MacGyver fue el auténtico inventor del branded content en los contenidos televisivos. Fue un pionero. Nadie había hecho tanto, con el permiso de Eduardo Manostijeras, para promocionar la navaja multiusos del ejército suizo. El personaje interpretado por el entrañable Richard Dean Anderson demostraba en cada capítulo que con un chicle, una pizca de curry, cien gramos de harina, dos cucharadas de azufre, veinte centímetros de alambre, un poco de papel higiénico, todo bien salpimentado y nada removido, y, por supuesto, su fantástica navaja helvética, se podía fabricar una bomba atómica sin salir de casa. Y eso sin existir internet. Y quien dice fabricarla, dice desactivarla. Años más tarde, en un programa tan imprescindible como Bricomanía, nos enseñarían cosas menos útiles.
MacGyver era básicamente un paladín del siglo XX, un gentleman, buena persona, con buenos sentimientos, con bastante maña como comentamos y un pacifista empedernido enemigo de las armas. Por supuesto nunca hubiera ingresado en el cuerpo de Marines, ya que su perfil encajaba mucho mejor en el de un objetor de conciencia de los de antaño.
Capítulo aparte merece su peinado ochentero, imperturbable, blindado ante cualquier inclemencia o explosión nuclear intencionada o accidental. MacGyver, hoy en día, haría anuncios de ciertos productos capilares. Seguro. Nuestro chico trabajaba para la Fundación Fenix, que era como una ONG de las de ahora pero más desconocida y con menos glamur que la Fundación para la Ley y el Orden de El coche fantástico. Su objetivo: hacer el bien pero sin hacer daño a nadie. Pero lo que definiría mejor a MacGyver es que era el hombre que todas las madres querrían que se casara con sus hijas y que muchos padres, absolutamente inútiles con el bricolaje casero, invitaríamos a comer cada domingo sin rechistar. Pagando nosotros, oiga, y dejando que pusiera los pies en nuestro sofá preferido.
Para la historia de los fails de las series americanas quedará el memorable capítulo en el que se enfrentaba a unos temibles terroristas vascos. En ese capítulo, el director de ambientación y vestuario, de cuyo nombre nadie se acuerda y que seguro que salió la noche antes, debió pensar que el País Vasco era una región centroamericana por lo menos. No es broma. Los terroristas —malos, malísimos, hay que decirlo— y a los que veíamos en su base de operaciones donde MacGyver tenía que rescatar un pobre rehén, parecían más bien una panda de guerrilleros de las FARC que no un grupo de peligrosos maleantes saliendo ebrios de una herriko taberna del barrio más abertzale de Getxo. Hilarante.

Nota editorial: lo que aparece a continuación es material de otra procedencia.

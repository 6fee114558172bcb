//! @ai:module:intent Summary statistics for an evaluation run
//! @ai:module:layer application
//! @ai:module:public_api SummaryAggregator, SummaryAggregatorTrait
//! @ai:module:stateless true

use crate::evaluator::matcher::{FULL_CREDIT, NO_CREDIT, PARTIAL_CREDIT};
use crate::metrics::types::{
    AutoScoredResult, CategoryScore, HumanReviewItem, NotAnsweredItem, Summary, TemporalResult,
};

/// @ai:intent Trait for summary aggregation
pub trait SummaryAggregatorTrait: Send + Sync {
    /// @ai:intent Summarize the record lists of a run
    fn summarize(
        &self,
        auto_scored: &[AutoScoredResult],
        temporal: &[TemporalResult],
        human_review: &[HumanReviewItem],
        not_answered: &[NotAnsweredItem],
    ) -> Summary;
}

/// @ai:intent Computes totals, credit counts and per-category percentages
pub struct SummaryAggregator;

impl SummaryAggregator {
    /// @ai:intent Create a new summary aggregator
    /// @ai:effects pure
    pub fn new() -> Self {
        Self
    }

    /// @ai:intent Per-category points in first-seen category order
    /// @ai:effects pure
    fn by_category(auto_scored: &[AutoScoredResult]) -> Vec<CategoryScore> {
        let mut categories: Vec<&str> = Vec::new();
        for result in auto_scored {
            if !categories.contains(&result.category.as_str()) {
                categories.push(&result.category);
            }
        }

        categories
            .into_iter()
            .map(|category| {
                let scores: Vec<f64> = auto_scored
                    .iter()
                    .filter(|r| r.category == category)
                    .map(|r| r.score)
                    .collect();
                let score: f64 = scores.iter().sum();

                CategoryScore {
                    category: category.to_string(),
                    score,
                    max_score: scores.len(),
                    percentage: percentage(score, scores.len()),
                }
            })
            .collect()
    }
}

impl Default for SummaryAggregator {
    fn default() -> Self {
        Self::new()
    }
}

impl SummaryAggregatorTrait for SummaryAggregator {
    /// @ai:intent Summarize a run; the percentage is 0 when nothing was auto-scored
    /// @ai:effects pure
    fn summarize(
        &self,
        auto_scored: &[AutoScoredResult],
        temporal: &[TemporalResult],
        human_review: &[HumanReviewItem],
        not_answered: &[NotAnsweredItem],
    ) -> Summary {
        let total: f64 = auto_scored.iter().map(|r| r.score).sum();
        let count_with = |value: f64| auto_scored.iter().filter(|r| r.score == value).count();

        Summary {
            auto_scored_total_score: total,
            auto_scored_max_score: auto_scored.len(),
            auto_scored_percentage: percentage(total, auto_scored.len()),
            full_credit_count: count_with(FULL_CREDIT),
            partial_credit_count: count_with(PARTIAL_CREDIT),
            wrong_count: count_with(NO_CREDIT),
            temporal_pass: temporal.iter().filter(|t| t.recall.pass).count(),
            temporal_total: temporal.len(),
            human_review_count: human_review.len(),
            not_answered_count: not_answered.len(),
            by_category: Self::by_category(auto_scored),
        }
    }
}

/// @ai:intent Score as a percentage of the maximum, one decimal, ties to even
/// @ai:post 0 when max is 0
/// @ai:effects pure
fn percentage(score: f64, max: usize) -> f64 {
    if max == 0 {
        0.0
    } else {
        round_one_decimal(100.0 * score / max as f64)
    }
}

fn round_one_decimal(value: f64) -> f64 {
    (value * 10.0).round_ties_even() / 10.0
}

Entre los consumidores de series de esa época recuerdo un encendido debate, y absolutamente estéril por otra parte, entre los partidarios del Equipo A y los de la serie que nos ocupa. Yo siempre defendí a MacGyver por que era mucho más realista que no la patraña de los soldados de fortuna. En MacGyver moría gente, mientras que en El equipo A un vehículo podía arder en llamas, o dar quince vueltas de campana sin trampolín, pero siempre veías a sus ocupantes salir indemnes. Eso era así. Acojonante. Parecía una mala campaña de la Dirección General de Tráfico. Dejando de lado la navaja y el alambre, la presencia de la muerte en MacGyver, esporádica, eso sí, le daba una cierta credibilidad al relato.

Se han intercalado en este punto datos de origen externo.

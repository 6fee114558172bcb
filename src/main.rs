//! @ai:module:intent CLI for the RAG benchmark dataset tools
//! @ai:module:layer presentation

use anyhow::{Context, Result};
use clap::{Parser, Subcommand, ValueEnum};
use colored::Colorize;
use ragbench::{
    config::{BenchConfig, FilterConfig},
    dataset::{DatasetLoader, JsonDatasetLoader, QuestionCategory},
    evaluator::Evaluator,
    generator::{FileGenerator, FileGeneratorTrait},
    report::{
        ConsoleReporter, JsonReporter, JsonReporterTrait, MarkdownReporter, MarkdownReporterTrait,
        ReportGenerator,
    },
    sqlite::build_database,
    validation::{DatasetValidator, Severity},
};
use std::path::{Path, PathBuf};

const DEFAULT_CONFIG_FILE: &str = "ragbench.toml";

#[derive(Parser)]
#[command(name = "ragbench")]
#[command(about = "Synthetic RAG benchmark: dataset generation, validation and answer scoring")]
#[command(version)]
struct Cli {
    /// Path to configuration file (default: ragbench.toml when present)
    #[arg(short, long, global = true)]
    config: Option<PathBuf>,

    #[command(subcommand)]
    command: Commands,
}

#[derive(Clone, Copy, PartialEq, Eq, ValueEnum)]
enum DisplayFormat {
    Rich,
    Markdown,
    Json,
}

#[derive(Subcommand)]
enum Commands {
    /// Score a submissions file against the ground truth
    Evaluate {
        /// Path to submissions JSON file
        submissions: PathBuf,

        /// Path to ground truth JSON
        #[arg(short, long)]
        ground_truth: Option<PathBuf>,

        /// Path to rubrics JSON
        #[arg(short, long)]
        rubrics: Option<PathBuf>,

        /// Output file path (default: stdout)
        #[arg(short, long)]
        output: Option<PathBuf>,

        /// Output display format
        #[arg(short, long, value_enum, default_value = "rich")]
        display: DisplayFormat,

        /// Only evaluate these categories (comma-separated)
        #[arg(long)]
        categories: Option<String>,
    },

    /// Write results.json, results.md and charts from a results file
    Report {
        /// Path to results JSON file
        results: PathBuf,

        /// Output directory for reports
        #[arg(short, long)]
        output: Option<PathBuf>,
    },

    /// Generate .eml and .md files from documents.json
    GenerateFiles {
        /// Path to documents JSON
        #[arg(short, long)]
        input: Option<PathBuf>,

        /// Output directory for generated files
        #[arg(short, long)]
        output: Option<PathBuf>,
    },

    /// Build the SQLite database from database.json
    GenerateDb {
        /// Path to database JSON
        #[arg(short, long)]
        input: Option<PathBuf>,

        /// Output directory for the database file
        #[arg(short, long)]
        output: Option<PathBuf>,
    },

    /// Validate the dataset files
    Validate,

    /// List ground-truth questions
    List {
        /// Filter by category
        #[arg(long)]
        category: Option<String>,
    },

    /// Initialize default configuration
    Init {
        /// Output path for config file
        #[arg(short, long, default_value = DEFAULT_CONFIG_FILE)]
        output: PathBuf,
    },
}

fn main() -> Result<()> {
    tracing_subscriber::fmt()
        .with_writer(std::io::stderr)
        .with_env_filter(
            tracing_subscriber::EnvFilter::from_default_env()
                .add_directive("ragbench=info".parse()?),
        )
        .init();

    let cli = Cli::parse();
    let config = load_or_default_config(cli.config)?;

    match cli.command {
        Commands::Evaluate {
            submissions,
            ground_truth,
            rubrics,
            output,
            display,
            categories,
        } => evaluate(
            config,
            EvaluateArgs {
                submissions,
                ground_truth,
                rubrics,
                output,
                display,
                categories,
            },
        ),
        Commands::Report { results, output } => generate_reports(config, results, output),
        Commands::GenerateFiles { input, output } => generate_files(config, input, output),
        Commands::GenerateDb { input, output } => generate_db(config, input, output),
        Commands::Validate => validate(config),
        Commands::List { category } => list_questions(config, category),
        Commands::Init { output } => init_config(output),
    }
}

struct EvaluateArgs {
    submissions: PathBuf,
    ground_truth: Option<PathBuf>,
    rubrics: Option<PathBuf>,
    output: Option<PathBuf>,
    display: DisplayFormat,
    categories: Option<String>,
}

/// @ai:intent Evaluate submissions and print or write the report
/// @ai:effects fs:read, fs:write, io
fn evaluate(config: BenchConfig, args: EvaluateArgs) -> Result<()> {
    let loader = JsonDatasetLoader::new();
    let ground_truth_path = args.ground_truth.unwrap_or(config.paths.ground_truth);
    let rubrics_path = args.rubrics.unwrap_or(config.paths.rubrics);

    let ground_truth = loader.load_ground_truth(&ground_truth_path)?;
    let submissions = loader.load_submissions(&args.submissions)?;
    let rubrics = loader.load_rubrics(&rubrics_path)?;

    let mut filter = config.filter;
    if let Some(categories) = args.categories {
        filter.categories = Some(category_keys(&categories)?);
    }

    let results = Evaluator::new(config.scoring)
        .with_filter(filter)
        .evaluate(&ground_truth, &submissions)
        .with_rubrics(rubrics);

    match args.display {
        DisplayFormat::Rich => ConsoleReporter::new().print(&results),
        DisplayFormat::Json => {
            let output = JsonReporter::new().render(&results)?;
            emit(&output, args.output.as_deref())?;
            eprintln!("\nSCORE: {}", results.summary.score_line());
        }
        DisplayFormat::Markdown => {
            let output = MarkdownReporter::new().render(&results);
            emit(&output, args.output.as_deref())?;
        }
    }

    Ok(())
}

/// @ai:intent Write report text to a file, or stdout when no path is given
/// @ai:effects fs:write, io
fn emit(output: &str, path: Option<&Path>) -> Result<()> {
    match path {
        Some(path) => {
            std::fs::write(path, output)
                .with_context(|| format!("Failed to write {}", path.display()))?;
            eprintln!("Results written to {}", path.display());
        }
        None => println!("{}", output),
    }
    Ok(())
}

/// @ai:intent Generate reports from results file
/// @ai:effects fs:read, fs:write
fn generate_reports(config: BenchConfig, results_path: PathBuf, output: Option<PathBuf>) -> Result<()> {
    let results = JsonReporter::new().load(&results_path)?;
    let output_dir = output.unwrap_or(config.paths.output_dir);

    ReportGenerator::new().generate_all(&results, &output_dir)?;

    println!("Reports generated in {}", output_dir.display());
    Ok(())
}

/// @ai:intent Generate document files from documents.json
/// @ai:effects fs:read, fs:write
fn generate_files(config: BenchConfig, input: Option<PathBuf>, output: Option<PathBuf>) -> Result<()> {
    let input = input.unwrap_or(config.paths.documents);
    let output_dir = output.unwrap_or_else(|| config.paths.output_dir.join("files"));

    let documents = JsonDatasetLoader::new().load_documents(&input)?;
    let summary = FileGenerator::new().generate(&documents, &output_dir)?;

    println!(
        "Generated {} files in {} ({} skipped)",
        summary.generated,
        output_dir.display(),
        summary.skipped
    );
    Ok(())
}

/// @ai:intent Build the SQLite database from database.json
/// @ai:effects fs:read, fs:write, db:write
fn generate_db(config: BenchConfig, input: Option<PathBuf>, output: Option<PathBuf>) -> Result<()> {
    let input = input.unwrap_or(config.paths.database);
    let output_dir = output.unwrap_or(config.paths.output_dir);

    let definition = JsonDatasetLoader::new().load_database(&input)?;
    let summary = build_database(&definition, &output_dir)
        .with_context(|| format!("Failed to build database from {}", input.display()))?;

    println!("Database created: {}", summary.path.display());
    println!("{}", "-".repeat(40));
    for table in &summary.tables {
        println!("  {:<24} {:>6} rows", table.table, table.rows);
    }
    println!("{}", "-".repeat(40));
    println!(
        "  {} rows, {} indexes, {} views",
        summary.total_rows(),
        summary.indexes,
        summary.views
    );
    Ok(())
}

/// @ai:intent Validate dataset files and exit non-zero on errors
/// @ai:effects fs:read, io
fn validate(config: BenchConfig) -> Result<()> {
    let validator = DatasetValidator::new(config.validation);
    let report = validator.validate_paths(&JsonDatasetLoader::new(), &config.paths);

    for issue in &report.issues {
        let label = match issue.severity {
            Severity::Error => "error".red().bold(),
            Severity::Warning => "warning".yellow().bold(),
        };
        println!("{}[{}]: {}", label, issue.scope, issue.message);
    }

    let errors = report.errors().count();
    let warnings = report.warnings().count();

    if errors > 0 {
        anyhow::bail!("Dataset validation failed: {} errors, {} warnings", errors, warnings);
    }

    println!(
        "{} ({} warnings)",
        "Dataset validation passed!".green(),
        warnings
    );
    Ok(())
}

/// @ai:intent List ground-truth questions
/// @ai:effects fs:read
fn list_questions(config: BenchConfig, category: Option<String>) -> Result<()> {
    let ground_truth = JsonDatasetLoader::new().load_ground_truth(&config.paths.ground_truth)?;

    let filter = FilterConfig {
        categories: category.as_deref().map(category_keys).transpose()?,
        ..Default::default()
    };

    let questions: Vec<_> = ground_truth
        .iter()
        .filter(|(cat, q)| filter.matches(cat.as_str(), &q.id))
        .collect();

    println!("Questions ({}):", questions.len());
    println!();
    println!("{:<10} {:<36} {:<50}", "ID", "Category", "Question");
    println!("{}", "-".repeat(96));

    for (category, question) in &questions {
        println!(
            "{:<10} {:<36} {:<50}",
            question.id,
            category.as_str(),
            truncate(question.display_text(), 50)
        );
    }

    Ok(())
}

fn truncate(text: &str, max_chars: usize) -> String {
    if text.chars().count() <= max_chars {
        text.to_string()
    } else {
        let head: String = text.chars().take(max_chars - 3).collect();
        format!("{}...", head)
    }
}

/// @ai:intent Initialize default configuration file
/// @ai:effects fs:write
fn init_config(output: PathBuf) -> Result<()> {
    let config = BenchConfig::default();
    config.save(&output)?;
    println!("Configuration saved to {}", output.display());
    Ok(())
}

/// @ai:intent Load configuration or use defaults
/// @ai:effects fs:read
fn load_or_default_config(path: Option<PathBuf>) -> Result<BenchConfig> {
    match path {
        Some(p) => BenchConfig::load(&p).with_context(|| format!("Failed to load {}", p.display())),
        None => {
            let default_path = PathBuf::from(DEFAULT_CONFIG_FILE);

            if default_path.exists() {
                BenchConfig::load(&default_path)
            } else {
                Ok(BenchConfig::default())
            }
        }
    }
}

/// @ai:intent Validate a comma-separated category list and return its keys
/// @ai:effects pure
fn category_keys(value: &str) -> Result<Vec<String>> {
    let categories = QuestionCategory::parse_list(value)?;
    Ok(categories.iter().map(|c| c.as_str().to_string()).collect())
}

Supongo que para toda una generación, MacGyver era el súmmum de la masculinidad, en el sentido más casposo del término, porque nuestro héroe era el hombre que lo inventaba todo, que lo arreglaba todo y que lo solucionaba todo. Era muy aspiracional: todos los hombres queríamos ser MacGyver y ahora nos conformamos con montar una estantería Kallax de Ikea en menos de seis horas sin perder la poca dignidad que nos queda.